Forty of the 109 trees downtown need to be taken down and replaced based on poor condition, according to a five-page memo. A 2018 survey of downtown trees conducted by the village's forestry consultant also determined that 53 trees, or 49%, were in poor or fair condition.

Most of the tree stock downtown - 53% - are honey locusts, while 13% are Callery pear trees, a species vulnerable to gray mold and wood rot. Reforesting parkways with a wider array of varieties would protect against population loss in the event a disease or pest wreaks havoc on a species.

One option would replace 95 trees, preserve 14 for future replacement and add 100 to 115. The other option would add the same number of new trees, but uproot 70 trees and try to keep 39 - 25 of which would potentially be spared during construction.
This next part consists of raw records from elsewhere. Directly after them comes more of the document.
impl Parser<'_> {
    pub(super) fn scan_type(&mut self) -> ScanTypeFlags {
        self.lookahead(|p| p.scan_type_core(ScanMode::Normal))
    }

    /// Whether `?` after a type in `mode` belongs to the type.
    pub(super) fn nullable_allowed(&self, mode: ScanMode) -> bool {
        match mode {
            ScanMode::Normal => true,
            ScanMode::Pattern => can_follow_nullable_in_pattern(self.nth(1)),
        }
    }

    /// Scans one type; nested tuple and type-argument scans count against the
    /// recursion guard like any other production.
    pub(super) fn scan_type_core(&mut self, mode: ScanMode) -> ScanTypeFlags {
        if !self.enter() {
            return ScanTypeFlags::NotType;
        }
        let result = self.scan_type_inner(mode);
        self.leave();
        result
    }

    fn scan_type_inner(&mut self, mode: ScanMode) -> ScanTypeFlags {
        let kind = self.current();
        let mut result = if kind.is_predefined_type() {
            self.advance_scan();
            ScanTypeFlags::MustBeType
        } else if kind == SyntaxKind::LParen {
            self.scan_tuple_type()
        } else if self.at_identifier() {
            self.scan_name()
        } else {
            ScanTypeFlags::NotType
        };
        if result == ScanTypeFlags::NotType {
            return result;
        }

        if self.at(SyntaxKind::Question) && self.nullable_allowed(mode) {
            self.advance_scan();
            result = ScanTypeFlags::NullableType;
        }

        while self.at(SyntaxKind::Star) && mode == ScanMode::Normal {
            self.advance_scan();
            result = match result {
                ScanTypeFlags::GenericTypeOrExpression
                | ScanTypeFlags::NonGenericTypeOrExpression
                | ScanTypeFlags::PointerOrMultiplication => ScanTypeFlags::PointerOrMultiplication,
                _ => ScanTypeFlags::MustBeType,
            };
        }

        while self.at(SyntaxKind::LBracket)
            && matches!(self.nth(1), SyntaxKind::RBracket | SyntaxKind::Comma)
        {
            self.advance_scan();
            while self.at(SyntaxKind::Comma) {
                self.advance_scan();
            }
            if !self.at(SyntaxKind::RBracket) {
                return ScanTypeFlags::NotType;
            }
            self.advance_scan();
            result = ScanTypeFlags::MustBeType;
        }

        result
    }

    /// `name`, `a.b.c`, `alias::name`, each segment optionally generic.
    fn scan_name(&mut self) -> ScanTypeFlags {
        let mut result = self.scan_named_type_part();
        if result == ScanTypeFlags::NotType {
            return result;
        }

        let mut alias_qualified = false;
        if self.at(SyntaxKind::ColonColon) {
            self.advance_scan();
            alias_qualified = true;
            result = self.scan_named_type_part();
            if result == ScanTypeFlags::NotType {
                return result;
            }
        }

        while self.at(SyntaxKind::Dot) && self.nth_is_identifier(1) {
            self.advance_scan();
            result = self.scan_named_type_part();
            if result == ScanTypeFlags::NotType {
                return result;
            }
        }

        if alias_qualified && result == ScanTypeFlags::NonGenericTypeOrExpression {
            ScanTypeFlags::AliasQualifiedName
        } else {
            result
        }
    }

    pub(super) fn scan_named_type_part(&mut self) -> ScanTypeFlags {
        if !self.at_identifier() {
            return ScanTypeFlags::NotType;
        }
        self.advance_scan();
        if self.at(SyntaxKind::Less) {
            return self.scan_possible_type_argument_list();
        }
        ScanTypeFlags::NonGenericTypeOrExpression
    }

    /// Scans `< type, ... >` with the cursor on `<`.
    pub(super) fn scan_possible_type_argument_list(&mut self) -> ScanTypeFlags {
        self.advance_scan();

        // `<>` and `<,,>` only appear in `typeof`.
        if matches!(self.current(), SyntaxKind::Greater | SyntaxKind::Comma) {
            while self.at(SyntaxKind::Comma) {
                self.advance_scan();
            }
            if !self.at(SyntaxKind::Greater) {
                return ScanTypeFlags::NotType;
            }
            self.advance_scan();
            return ScanTypeFlags::GenericTypeOrMethod;
        }

        let mut definitely_type = false;
        loop {
            let argument = self.scan_type_core(ScanMode::Normal);
            match argument {
                ScanTypeFlags::NotType => return ScanTypeFlags::NotType,
                ScanTypeFlags::MustBeType
                | ScanTypeFlags::GenericTypeOrMethod
                | ScanTypeFlags::NullableType
                | ScanTypeFlags::TupleType
                | ScanTypeFlags::AliasQualifiedName => definitely_type = true,
                ScanTypeFlags::GenericTypeOrExpression
                | ScanTypeFlags::NonGenericTypeOrExpression
                | ScanTypeFlags::PointerOrMultiplication => {}
            }
            if self.at(SyntaxKind::Comma) {
                self.advance_scan();
                continue;
            }
            break;
        }

        if !self.at(SyntaxKind::Greater) {
            return ScanTypeFlags::NotType;
        }
        self.advance_scan();

        if definitely_type || can_follow_type_argument_list(self.current()) {
            ScanTypeFlags::GenericTypeOrMethod
        } else {
            ScanTypeFlags::GenericTypeOrExpression
        }
    }

    /// `(T1 [name], T2 [name], ...)` with at least two elements.
    fn scan_tuple_type(&mut self) -> ScanTypeFlags {
        self.advance_scan();
        let mut count = 0;
        loop {
            if self.scan_type_core(ScanMode::Normal) == ScanTypeFlags::NotType {
                return ScanTypeFlags::NotType;
            }
            if self.at_identifier() {
                self.advance_scan();
            }
            count += 1;
            if self.at(SyntaxKind::Comma) {
                self.advance_scan();
                continue;
            }
            break;
        }
        if count < 2 || !self.at(SyntaxKind::RParen) {
            return ScanTypeFlags::NotType;
        }
        self.advance_scan();
        ScanTypeFlags::TupleType
    }

    /// Whether the `<` after the identifier under the cursor opens type arguments.
    pub(super) fn is_generic_name_in_expression(&mut self) -> bool {
        if !self.nth_at(1, SyntaxKind::Less) {
            return false;
        }
        self.lookahead(|p| {
            p.advance_scan();
            p.scan_possible_type_argument_list() == ScanTypeFlags::GenericTypeOrMethod
        })
    }

    /// With the cursor on `(`: is this `(T)expr`?
    pub(super) fn scan_cast(&mut self) -> bool {
        self.lookahead(|p| {
            p.advance_scan();
            let flags = p.scan_type_core(ScanMode::Normal);
            if !flags.is_type() || !p.at(SyntaxKind::RParen) {
                return false;
            }
            p.advance_scan();
            match flags {
                ScanTypeFlags::MustBeType
                | ScanTypeFlags::NullableType
                | ScanTypeFlags::PointerOrMultiplication
                | ScanTypeFlags::AliasQualifiedName => can_start_expression(p.current()),
                _ => can_follow_cast(p.current()),
            }
        })
    }

    /// With the cursor on `(` (or `async (`): is this a parenthesized lambda?
    pub(super) fn scan_parenthesized_lambda(&mut self) -> bool {
        self.lookahead(|p| {
            if p.at(SyntaxKind::AsyncKw) {
                p.advance_scan();
            }
            if !p.at(SyntaxKind::LParen) {
                return false;
            }
            let mut depth = 0u32;
            loop {
                match p.current() {
                    SyntaxKind::LParen => depth += 1,
                    SyntaxKind::RParen => {
                        depth -= 1;
                        if depth == 0 {
                            p.advance_scan();
                            return p.at(SyntaxKind::FatArrow);
                        }
                    }
                    SyntaxKind::Semicolon
                    | SyntaxKind::LBrace
                    | SyntaxKind::RBrace
                    | SyntaxKind::FatArrow
                    | SyntaxKind::Eof => return false,
                    _ => {}
                }
                p.advance_scan();
            }
        })
    }

    /// Statement-position check for `[modifiers] type name` followed by a token
    /// that only a declaration allows.
    pub(super) fn scan_local_shape(&mut self) -> Option<LocalShape> {
        self.lookahead(|p| {
            loop {
                match p.current() {
                    SyntaxKind::ConstKw | SyntaxKind::StaticKw | SyntaxKind::ExternKw => {}
                    SyntaxKind::UnsafeKw if !p.nth_at(1, SyntaxKind::LBrace) => {}
                    SyntaxKind::ReadonlyKw if p.nth_at(1, SyntaxKind::RefKw) => {}
                    SyntaxKind::AsyncKw | SyntaxKind::ScopedKw
                        if p.nth_is_identifier(1)
                            || p.nth(1).is_predefined_type()
                            || matches!(p.nth(1), SyntaxKind::RefKw | SyntaxKind::LParen) =>
                    {
                        if p.nth_at(1, SyntaxKind::LParen) && p.scan_parenthesized_lambda() {
                            return None;
                        }
                    }
                    _ => break,
                }
                p.advance_scan();
            }
            if p.at(SyntaxKind::RefKw) {
                p.advance_scan();
                if p.at(SyntaxKind::ReadonlyKw) {
                    p.advance_scan();
                }
            }

            let flags = p.scan_type_core(ScanMode::Normal);
            if !flags.is_type() || !p.at_identifier() {
                return None;
            }
            p.advance_scan();

            match p.current() {
                SyntaxKind::Eq | SyntaxKind::Semicolon | SyntaxKind::Comma => {
                    Some(LocalShape::Declaration)
                }
                SyntaxKind::InKw | SyntaxKind::Colon if flags != ScanTypeFlags::NullableType => {
                    Some(LocalShape::Declaration)
                }
                SyntaxKind::LParen | SyntaxKind::Less if flags != ScanTypeFlags::NullableType => {
                    Some(LocalShape::Function)
                }
                _ => None,
            }
        })
    }

    /// `name:` at the start of a named argument or tuple element.
    pub(super) fn is_named_argument(&self) -> bool {
        self.at_identifier() && self.nth_at(1, SyntaxKind::Colon)
    }

    /// `out T name` / `out var name` inside an argument list.
    pub(super) fn scan_declaration_expression(&mut self) -> bool {
        self.lookahead(|p| {
            if !p.scan_type_core(ScanMode::Normal).is_type() {
                return false;
            }
            (p.at_identifier() || p.at_discard())
                && matches!(
                    p.nth(1),
                    SyntaxKind::Comma | SyntaxKind::RParen | SyntaxKind::RBracket
                )
        })
    }

    /// `ident [typeargs] .` where another name follows: the part before a member
    /// name that names an explicitly implemented interface.
    pub(super) fn scan_explicit_interface_prefix(&mut self) -> bool {
        self.lookahead(|p| {
            let mut saw_dot = false;
            loop {
                if !p.at_identifier() {
                    return false;
                }
                if p.scan_named_type_part() == ScanTypeFlags::NotType {
                    return false;
                }
                if p.at(SyntaxKind::ColonColon) && !saw_dot {
                    p.advance_scan();
                    continue;
                }
                if !p.at(SyntaxKind::Dot) {
                    return saw_dot;
                }
                p.advance_scan();
                saw_dot = true;
                if matches!(p.current(), SyntaxKind::ThisKw | SyntaxKind::OperatorKw) {
                    return true;
                }
            }
        })
    }
}
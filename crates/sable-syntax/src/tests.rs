use pretty_assertions::assert_eq;

use crate::{
    ast::{AstNode, BinaryExpression, ClassDeclaration, CompilationUnit},
    debug_dump, is_missing, lex, lex_with_errors, parse, parse_cancellable, parse_expression,
    parse_member, parse_statement, parse_with_options, CancellationToken, Cancelled,
    LanguageVersion, ParseOptions, ParseResult, SyntaxKind, SyntaxNode, TextEdit, TextRange,
    MAX_RECURSION_DEPTH,
};

fn dump_non_trivia(input: &str) -> Vec<(SyntaxKind, String)> {
    lex(input)
        .into_iter()
        .filter(|t| !t.kind.is_trivia() && t.kind != SyntaxKind::Eof)
        .map(|t| (t.kind, t.text(input).to_string()))
        .collect()
}

fn assert_lossless(text: &str, result: &ParseResult) {
    let root = result.syntax();
    assert_eq!(root.text().to_string(), text);
    assert_eq!(u32::from(root.text_range().len()) as usize, text.len());
}

fn first(root: &SyntaxNode, kind: SyntaxKind) -> SyntaxNode {
    root.descendants()
        .find(|node| node.kind() == kind)
        .unwrap_or_else(|| panic!("no {kind:?} in\n{}", debug_dump(root)))
}

fn count(root: &SyntaxNode, kind: SyntaxKind) -> usize {
    root.descendants().filter(|node| node.kind() == kind).count()
}

/// Kind of the single node under a fragment root.
fn fragment_kind(result: &ParseResult) -> SyntaxKind {
    result
        .syntax()
        .first_child()
        .map(|node| node.kind())
        .unwrap_or(SyntaxKind::Eof)
}

fn messages(result: &ParseResult) -> Vec<&str> {
    result.errors.iter().map(|e| e.message.as_str()).collect()
}
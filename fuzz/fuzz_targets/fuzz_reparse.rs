#![no_main]

use libfuzzer_sys::fuzz_target;
use sable_syntax::{TextEdit, TextRange};

mod utils;

const MAX_OLD_TEXT_BYTES: usize = 32 * 1024;
const MAX_REPLACEMENT_BYTES: usize = 4 * 1024;

fuzz_target!(|data: &[u8]| {
    if data.len() < 8 {
        return;
    }
    let Some(text) = utils::truncate_utf8(&data[8..]) else {
        return;
    };
    let start_raw = u32::from_le_bytes([data[0], data[1], data[2], data[3]]);
    let end_raw = u32::from_le_bytes([data[4], data[5], data[6], data[7]]);

    // The same input supplies the old text and the replacement.
    let split = if text.is_empty() {
        0
    } else {
        ((start_raw ^ end_raw) as usize) % (text.len() + 1)
    };
    let split = utils::align_to_char_boundary(text, split);
    let old_text = &text[..utils::align_to_char_boundary(text, split.min(MAX_OLD_TEXT_BYTES))];
    let rest = &text[split..];
    let replacement = &rest[..utils::align_to_char_boundary(rest, MAX_REPLACEMENT_BYTES)];

    let len = old_text.len();
    let mut start = utils::align_to_char_boundary(old_text, (start_raw as usize) % (len + 1));
    let mut end = utils::align_to_char_boundary(old_text, (end_raw as usize) % (len + 1));
    if start > end {
        std::mem::swap(&mut start, &mut end);
    }

    let edit = TextEdit::new(TextRange::new(start, end), replacement);
    let Ok(new_text) = edit.apply(old_text) else {
        return;
    };

    let old = sable_syntax::parse(old_text);
    let incremental = sable_syntax::reparse(&old, old_text, &edit, &new_text);

    assert_eq!(incremental.syntax().text().to_string(), new_text);

    let full = sable_syntax::parse(&new_text);
    assert_eq!(incremental.errors, full.errors);
});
But the project team cautions those trees stand in proximity to underground utility work and sidewalk and curb construction, which likely would "severely impact" their root structure.

Last summer, the village board discussed a reforestation plan. Now, the board will study the proposal at a block-by-block level.

Either way, the downtown would have an estimated 185 to 225 trees after the project is completed. New trees also would be planted on blocks that currently do not have any in the public right of way.

The village would provide a better environment for the trees to take root, reach maturity and enjoy a longer life span by using a system called Silva Cell.

"It's a type of material for the roots to grow in that's more conducive than what we've got now which is under sidewalks and utility lines," Village Manager Mark Franz said. "So you kind of carve out a larger area and fill it with the material that allows them to grow."

Still in the design phase, the overall streetscape plan encompasses new sidewalks, resurfaced roads, reconfigured parking and new underground utilities.